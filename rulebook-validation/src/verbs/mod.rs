//! Verb dispatch tables
//!
//! Two tables are consulted for every token after the field name: the
//! shared table, valid for any declared type, then the table of the
//! field's declared type. Unknown verb names are ignored.
//!
//! Typed verbs normally skip absent or null values. Verbs registered with
//! [`VerbRegistry::register_typed_eager`] run regardless because they read
//! the raw document instead of the coerced value.

mod date;
mod number;
mod shared;
mod string;

pub use date::DateVerb;
pub use number::NumberVerb;
pub use shared::SharedVerb;
pub use string::StringVerb;

use crate::{Document, FieldContext, FieldError, TypeTag};
use once_cell::sync::Lazy;
use std::collections::{HashMap, HashSet};
use std::sync::Arc;

/// Uniform signature of every verb.
pub type VerbFn = fn(&mut FieldContext, &Document) -> Result<(), FieldError>;

/// Verb name to function.
#[derive(Debug, Clone, Default)]
pub struct VerbTable {
    verbs: HashMap<String, VerbFn>,
    eager: HashSet<String>,
}

impl VerbTable {
    pub fn new() -> Self {
        Self::default()
    }

    /// Add or replace a verb.
    pub fn insert(&mut self, name: impl Into<String>, verb: VerbFn) {
        let name = name.into();
        self.eager.remove(&name);
        self.verbs.insert(name, verb);
    }

    /// Add or replace a verb that also runs on absent or null values.
    pub fn insert_eager(&mut self, name: impl Into<String>, verb: VerbFn) {
        let name = name.into();
        self.eager.insert(name.clone());
        self.verbs.insert(name, verb);
    }

    pub fn get(&self, name: &str) -> Option<VerbFn> {
        self.verbs.get(name).copied()
    }

    pub fn contains(&self, name: &str) -> bool {
        self.verbs.contains_key(name)
    }

    pub fn is_eager(&self, name: &str) -> bool {
        self.eager.contains(name)
    }
}

/// The shared table and one table per declared type.
///
/// Built once, then shared read-only between validators and threads.
#[derive(Debug, Clone, Default)]
pub struct VerbRegistry {
    shared: VerbTable,
    typed: HashMap<TypeTag, VerbTable>,
}

static STANDARD: Lazy<Arc<VerbRegistry>> = Lazy::new(|| Arc::new(VerbRegistry::standard()));

impl VerbRegistry {
    /// A registry without any verbs.
    pub fn empty() -> Self {
        Self::default()
    }

    /// A registry holding every built-in verb.
    pub fn standard() -> Self {
        let mut registry = Self::empty();
        for verb in SharedVerb::ALL {
            registry.register_shared(verb.name(), verb.handler());
        }
        for verb in StringVerb::ALL {
            if verb.reads_document() {
                registry.register_typed_eager(TypeTag::String, verb.name(), verb.handler());
            } else {
                registry.register_typed(TypeTag::String, verb.name(), verb.handler());
            }
        }
        for verb in NumberVerb::ALL {
            registry.register_typed(TypeTag::Number, verb.name(), verb.handler());
        }
        for verb in DateVerb::ALL {
            registry.register_typed(TypeTag::Date, verb.name(), verb.handler());
        }
        registry
    }

    /// The process-wide built-in registry.
    pub fn shared_standard() -> Arc<VerbRegistry> {
        Arc::clone(&STANDARD)
    }

    /// Add a verb valid for every declared type.
    pub fn register_shared(&mut self, name: impl Into<String>, verb: VerbFn) -> &mut Self {
        self.shared.insert(name, verb);
        self
    }

    /// Add a verb valid only for fields declared as `tag`.
    pub fn register_typed(
        &mut self,
        tag: TypeTag,
        name: impl Into<String>,
        verb: VerbFn,
    ) -> &mut Self {
        self.typed.entry(tag).or_default().insert(name, verb);
        self
    }

    /// Add a typed verb that is dispatched even while the value is absent or
    /// null, such as a comparison against a sibling field.
    pub fn register_typed_eager(
        &mut self,
        tag: TypeTag,
        name: impl Into<String>,
        verb: VerbFn,
    ) -> &mut Self {
        self.typed.entry(tag).or_default().insert_eager(name, verb);
        self
    }

    pub fn shared(&self, name: &str) -> Option<VerbFn> {
        self.shared.get(name)
    }

    pub fn typed(&self, tag: TypeTag, name: &str) -> Option<VerbFn> {
        self.typed.get(&tag).and_then(|table| table.get(name))
    }

    /// Whether the typed verb runs on absent or null values.
    pub fn is_eager(&self, tag: TypeTag, name: &str) -> bool {
        self.typed.get(&tag).is_some_and(|table| table.is_eager(name))
    }

    /// Whether `name` resolves in either table for `tag`.
    pub fn knows(&self, tag: TypeTag, name: &str) -> bool {
        self.shared.contains(name) || self.typed(tag, name).is_some()
    }
}

/// Sibling document value that is present and non-empty.
pub(crate) fn filled(doc: &Document, field: &str) -> bool {
    doc.get(field).is_some_and(|value| !value.is_empty(false))
}
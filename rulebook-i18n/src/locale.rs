//! Locale tags

use crate::{I18nError, Result};
use serde::{Deserialize, Serialize};
use std::fmt;
use std::str::FromStr;

/// A language with an optional region, e.g. `fa` or `en-US`.
///
/// ```
/// use rulebook_i18n::Locale;
///
/// let locale = Locale::parse("fa_IR").unwrap();
/// assert_eq!(locale.tag(), "fa-IR");
/// assert_eq!(locale.language_only(), Locale::fa());
/// ```
#[derive(Debug, Clone, PartialEq, Eq, Hash, Serialize, Deserialize)]
pub struct Locale {
    /// ISO 639 language code, lower case
    pub language: String,
    /// ISO 3166 region code, upper case
    pub region: Option<String>,
}

impl Locale {
    /// Create a locale without validating the parts.
    pub fn new(language: impl Into<String>, region: Option<&str>) -> Self {
        Self {
            language: language.into().to_ascii_lowercase(),
            region: region.map(|r| r.to_ascii_uppercase()),
        }
    }

    /// Parse a `language[-REGION]` tag; `_` is accepted as separator.
    pub fn parse(tag: &str) -> Result<Self> {
        let mut parts = tag.trim().split(['-', '_']);

        let language = parts.next().unwrap_or_default().to_ascii_lowercase();
        if !(2..=3).contains(&language.len()) || !language.chars().all(|c| c.is_ascii_alphabetic())
        {
            return Err(I18nError::InvalidLocale(tag.to_string()));
        }

        let region = match parts.next() {
            None => None,
            Some(part) if part.len() == 2 && part.chars().all(|c| c.is_ascii_alphabetic()) => {
                Some(part.to_ascii_uppercase())
            }
            Some(_) => return Err(I18nError::InvalidLocale(tag.to_string())),
        };

        if parts.next().is_some() {
            return Err(I18nError::InvalidLocale(tag.to_string()));
        }

        Ok(Self { language, region })
    }

    /// The canonical tag, e.g. `en-US`.
    pub fn tag(&self) -> String {
        match &self.region {
            Some(region) => format!("{}-{}", self.language, region),
            None => self.language.clone(),
        }
    }

    /// The same locale without its region.
    pub fn language_only(&self) -> Self {
        Self {
            language: self.language.clone(),
            region: None,
        }
    }

    pub fn en() -> Self {
        Self::new("en", None)
    }

    pub fn fa() -> Self {
        Self::new("fa", None)
    }
}

impl FromStr for Locale {
    type Err = I18nError;

    fn from_str(s: &str) -> Result<Self> {
        Self::parse(s)
    }
}

impl fmt::Display for Locale {
    fn fmt(&self, f: &mut fmt::Formatter<'_>) -> fmt::Result {
        f.write_str(&self.tag())
    }
}

#[cfg(test)]
mod tests {
    use super::*;

    #[test]
    fn test_parse_language_only() {
        let locale = Locale::parse("EN").unwrap();
        assert_eq!(locale.language, "en");
        assert_eq!(locale.region, None);
    }

    #[test]
    fn test_parse_with_region() {
        assert_eq!(Locale::parse("en-us").unwrap().tag(), "en-US");
        assert_eq!(Locale::parse("fa_IR").unwrap().tag(), "fa-IR");
    }

    #[test]
    fn test_parse_rejects_garbage() {
        assert!(Locale::parse("").is_err());
        assert!(Locale::parse("e").is_err());
        assert!(Locale::parse("english").is_err());
        assert!(Locale::parse("en-USA1").is_err());
        assert!(Locale::parse("en-US-x").is_err());
    }

    #[test]
    fn test_language_only() {
        let locale = Locale::new("fa", Some("ir"));
        assert_eq!(locale.tag(), "fa-IR");
        assert_eq!(locale.language_only(), Locale::fa());
    }
}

__TASK BRIEF__
All that should be written out is the stretch of lines above between the one holding "present and non-empty." and the one holding "validating the parts.", inclusive, exactly as given.

__FINAL ANSWER__
/// Sibling document value that is present and non-empty.
pub(crate) fn filled(doc: &Document, field: &str) -> bool {
    doc.get(field).is_some_and(|value| !value.is_empty(false))
}
filename rulebook-i18n/src/locale.rs
//! Locale tags

use crate::{I18nError, Result};
use serde::{Deserialize, Serialize};
use std::fmt;
use std::str::FromStr;

/// A language with an optional region, e.g. `fa` or `en-US`.
///
/// ```
/// use rulebook_i18n::Locale;
///
/// let locale = Locale::parse("fa_IR").unwrap();
/// assert_eq!(locale.tag(), "fa-IR");
/// assert_eq!(locale.language_only(), Locale::fa());
/// ```
#[derive(Debug, Clone, PartialEq, Eq, Hash, Serialize, Deserialize)]
pub struct Locale {
    /// ISO 639 language code, lower case
    pub language: String,
    /// ISO 3166 region code, upper case
    pub region: Option<String>,
}

impl Locale {
    /// Create a locale without validating the parts.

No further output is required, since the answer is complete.